Pero no. Nada salió como lo planeábamos. Farfán fue el primero en acusar el paso del tiempo en las piernas y decidió retirarse. Hizo bien, ya había dejado de ser el mismo. Pero poco después, y casi de golpe, nos hemos quedado sin Cueva, sin Guerrero y sin André. O quizá lo que toca decir es que ellos se han quedado sin la selección. Cada uno ha labrado su alejamiento del equipo nacional: Paolo con sus engreimientos de veterano, Carrillo con su indolencia y frivolidad, y Cueva con su machismo autodestructivo.

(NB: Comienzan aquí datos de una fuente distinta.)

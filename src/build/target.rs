//! Build target definitions.
//!
//! A target pairs one entry stylesheet with the artifact it produces.

use std::path::PathBuf;

/// One stylesheet to compile.
#[derive(Debug, Clone, PartialEq, Eq)]
pub struct BuildTarget {
    /// Artifact name without extension (the source file stem)
    pub name: String,
    /// Entry stylesheet
    pub source: PathBuf,
    /// Destination artifact
    pub output: PathBuf,
}

impl BuildTarget {
    /// Create a new target.
    pub fn new(name: impl Into<String>, source: PathBuf, output: PathBuf) -> Self {
        Self { name: name.into(), source, output }
    }
}

/// The targets of one run, in discovery order.
#[derive(Debug, Default, Clone)]
pub struct BuildPlan {
    targets: Vec<BuildTarget>,
}

impl BuildPlan {
    /// Create a new empty build plan.
    pub fn new() -> Self {
        Self { targets: vec![] }
    }

    /// Add a target to the plan.
    pub fn add_target(&mut self, target: BuildTarget) {
        self.targets.push(target);
    }

    /// Get all targets in the plan.
    pub fn targets(&self) -> &[BuildTarget] {
        &self.targets
    }

    /// Get the number of targets in the plan.
    pub fn len(&self) -> usize {
        self.targets.len()
    }

    /// Check if the plan is empty.
    pub fn is_empty(&self) -> bool {
        self.targets.is_empty()
    }
}
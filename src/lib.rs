//! Sassbuild - Library for compiling SASS stylesheets into minified CSS
//!
//! This library provides functionality to:
//! - Discover entry stylesheets with glob patterns, skipping partials
//! - Compile SASS/SCSS with configurable include paths
//! - Minify the compiled CSS and write one artifact per stylesheet
//! - Resolve named tasks and aliases from `sassbuild.toml`

pub mod build;
pub mod cli;
pub mod compile;
pub mod config;
pub mod logging;
pub mod minify;
pub mod output;
pub mod tasks;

Es casi imposible verlos jugar otra vez con la camiseta de Perú. Pero incluso si lograran ser convocados por Fossati en mérito a sus improbables méritos deportivos, e incluso si tuvieran una eventual actuación memorable, la relación del hincha con ellos ya no será la misma nunca más. En solo seis años, los tres tomaron decisiones profesionales, y de las otras, que han opacado el sentimiento de genuina admiración que despertaron en el peruano de a pie. En un país donde casi todos los políticos, autoridades e instituciones defraudan, los futbolistas muchas veces se convierten en la única razón para creer en tu país. Pero cuando ellos también decepcionan por conductas reiteradas, uno siente algo más que rabia.

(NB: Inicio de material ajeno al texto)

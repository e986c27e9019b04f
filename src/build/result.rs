//! Build result types.
//!
//! Contains types for representing the outcome of a build run, one entry per
//! entry stylesheet, plus the run-level summary and JSON report.

use serde::{Serialize, Serializer};
use std::path::{Path, PathBuf};
use std::time::Duration;

/// Pipeline stage a file failed in.
#[derive(Debug, Clone, Copy, PartialEq, Eq, Serialize)]
#[serde(rename_all = "lowercase")]
pub enum Stage {
    /// SASS compilation
    Compile,
    /// CSS minification
    Minify,
    /// Artifact write
    Write,
}

impl std::fmt::Display for Stage {
    fn fmt(&self, f: &mut std::fmt::Formatter<'_>) -> std::fmt::Result {
        match self {
            Stage::Compile => write!(f, "compile"),
            Stage::Minify => write!(f, "minify"),
            Stage::Write => write!(f, "write"),
        }
    }
}

/// Terminal state of a single file.
#[derive(Debug, Clone, PartialEq, Eq, Serialize)]
#[serde(tag = "status", rename_all = "lowercase")]
pub enum FileStatus {
    /// Artifact written
    Written,
    /// Nothing written (dry run)
    Skipped,
    /// Failed in the given stage; nothing written
    Failed {
        /// Stage that failed
        stage: Stage,
        /// Diagnostic
        message: String,
    },
}

impl FileStatus {
    /// Check if the status indicates failure.
    pub fn is_failure(&self) -> bool {
        matches!(self, FileStatus::Failed { .. })
    }

    /// The failed stage, if any.
    pub fn failed_stage(&self) -> Option<Stage> {
        match self {
            FileStatus::Failed { stage, .. } => Some(*stage),
            _ => None,
        }
    }
}

impl std::fmt::Display for FileStatus {
    fn fmt(&self, f: &mut std::fmt::Formatter<'_>) -> std::fmt::Result {
        match self {
            FileStatus::Written => write!(f, "written"),
            FileStatus::Skipped => write!(f, "skipped"),
            FileStatus::Failed { stage, message } => write!(f, "{} failed: {}", stage, message),
        }
    }
}

fn as_millis<S: Serializer>(duration: &Duration, serializer: S) -> Result<S::Ok, S::Error> {
    serializer.serialize_u64(duration.as_millis() as u64)
}

/// Result of processing one entry stylesheet.
#[derive(Debug, Clone, Serialize)]
pub struct FileResult {
    /// Entry stylesheet
    pub source: PathBuf,
    /// Destination artifact (planned or written)
    pub output: PathBuf,
    /// Terminal state
    #[serde(flatten)]
    pub status: FileStatus,
    /// Bytes written, when the artifact was written
    #[serde(skip_serializing_if = "Option::is_none")]
    pub bytes: Option<usize>,
    /// Time spent on this file
    #[serde(rename = "duration_ms", serialize_with = "as_millis")]
    pub duration: Duration,
}

impl FileResult {
    /// Create a result for a written artifact.
    pub fn written(source: PathBuf, output: PathBuf, bytes: usize, duration: Duration) -> Self {
        Self { source, output, status: FileStatus::Written, bytes: Some(bytes), duration }
    }

    /// Create a skipped result.
    pub fn skipped(source: PathBuf, output: PathBuf) -> Self {
        Self { source, output, status: FileStatus::Skipped, bytes: None, duration: Duration::ZERO }
    }

    /// Create a failed result.
    pub fn failed(
        source: PathBuf,
        output: PathBuf,
        stage: Stage,
        message: String,
        duration: Duration,
    ) -> Self {
        Self { source, output, status: FileStatus::Failed { stage, message }, bytes: None, duration }
    }

    /// Check if this result is a failure.
    pub fn is_failure(&self) -> bool {
        self.status.is_failure()
    }
}

/// Result of a complete build run.
#[derive(Debug, Default, Serialize)]
pub struct BuildResult {
    /// Results for each file, in discovery order
    pub files: Vec<FileResult>,
    /// Nothing was written
    pub dry_run: bool,
    /// Total build duration
    #[serde(rename = "duration_ms", serialize_with = "as_millis")]
    pub total_duration: Duration,
}

impl BuildResult {
    /// Create a new empty build result.
    pub fn new() -> Self {
        Self::default()
    }

    /// Add a file result.
    pub fn add_result(&mut self, result: FileResult) {
        self.files.push(result);
    }

    /// Set the total duration.
    pub fn with_duration(mut self, duration: Duration) -> Self {
        self.total_duration = duration;
        self
    }

    /// Number of artifacts written.
    pub fn written_count(&self) -> usize {
        self.files.iter().filter(|r| r.status == FileStatus::Written).count()
    }

    /// Number of files skipped.
    pub fn skipped_count(&self) -> usize {
        self.files.iter().filter(|r| r.status == FileStatus::Skipped).count()
    }

    /// Number of failed files, any stage.
    pub fn failed_count(&self) -> usize {
        self.files.iter().filter(|r| r.is_failure()).count()
    }

    /// Number of files that failed to compile.
    pub fn compile_failures(&self) -> usize {
        self.count_stage(Stage::Compile)
    }

    /// Number of files that compiled but could not be minified or written.
    pub fn output_failures(&self) -> usize {
        self.count_stage(Stage::Minify) + self.count_stage(Stage::Write)
    }

    fn count_stage(&self, stage: Stage) -> usize {
        self.files.iter().filter(|r| r.status.failed_stage() == Some(stage)).count()
    }

    /// Check if every file succeeded.
    pub fn is_success(&self) -> bool {
        self.failed_count() == 0
    }

    /// Whether the run should exit successfully.
    ///
    /// Compile errors only count when `strict` is set; minify and write
    /// failures always count.
    pub fn exit_ok(&self, strict: bool) -> bool {
        self.output_failures() == 0 && (!strict || self.compile_failures() == 0)
    }

    /// Get failed file results.
    pub fn failures(&self) -> Vec<&FileResult> {
        self.files.iter().filter(|r| r.is_failure()).collect()
    }

    /// Artifacts written (or planned, for a dry run).
    pub fn outputs(&self) -> Vec<&Path> {
        self.files.iter().filter(|r| !r.is_failure()).map(|r| r.output.as_path()).collect()
    }

    /// Format a summary of the build result.
    pub fn summary(&self) -> String {
        let mut lines = Vec::new();
        let total = self.files.len();

        if self.dry_run {
            lines.push(format!("Dry run: {} stylesheet(s) would be written", total));
            for file in &self.files {
                lines.push(format!("  {} -> {}", file.source.display(), file.output.display()));
            }
            return lines.join("\n");
        }

        let written = self.written_count();
        let failed = self.failed_count();

        if failed > 0 {
            lines.push(format!(
                "Build finished with errors: {} written, {} failed ({} total) in {:?}",
                written, failed, total, self.total_duration
            ));
            for file in self.failures() {
                lines.push(format!("  - {}: {}", file.source.display(), file.status));
            }
        } else {
            lines.push(format!(
                "Build succeeded: {} written ({} total) in {:?}",
                written, total, self.total_duration
            ));
        }

        lines.join("\n")
    }

    /// Render the result as pretty-printed JSON.
    pub fn to_json(&self) -> serde_json::Result<String> {
        serde_json::to_string_pretty(self)
    }
}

Ojalá que Guerrero muestre en Alianza algo más que los escombros de su talento; ojalá que Carrillo siga siendo engreído por los jeques; y que Cueva cumpla su ciclo en el reformatorio en el que debería estar ingresado. Alguna vez jugaron juntos por Perú y fue hermoso. Los testigos de aquellos partidos deben atesorar esas imágenes. Porque ya son recuerdo. Y no volverán a repetirse.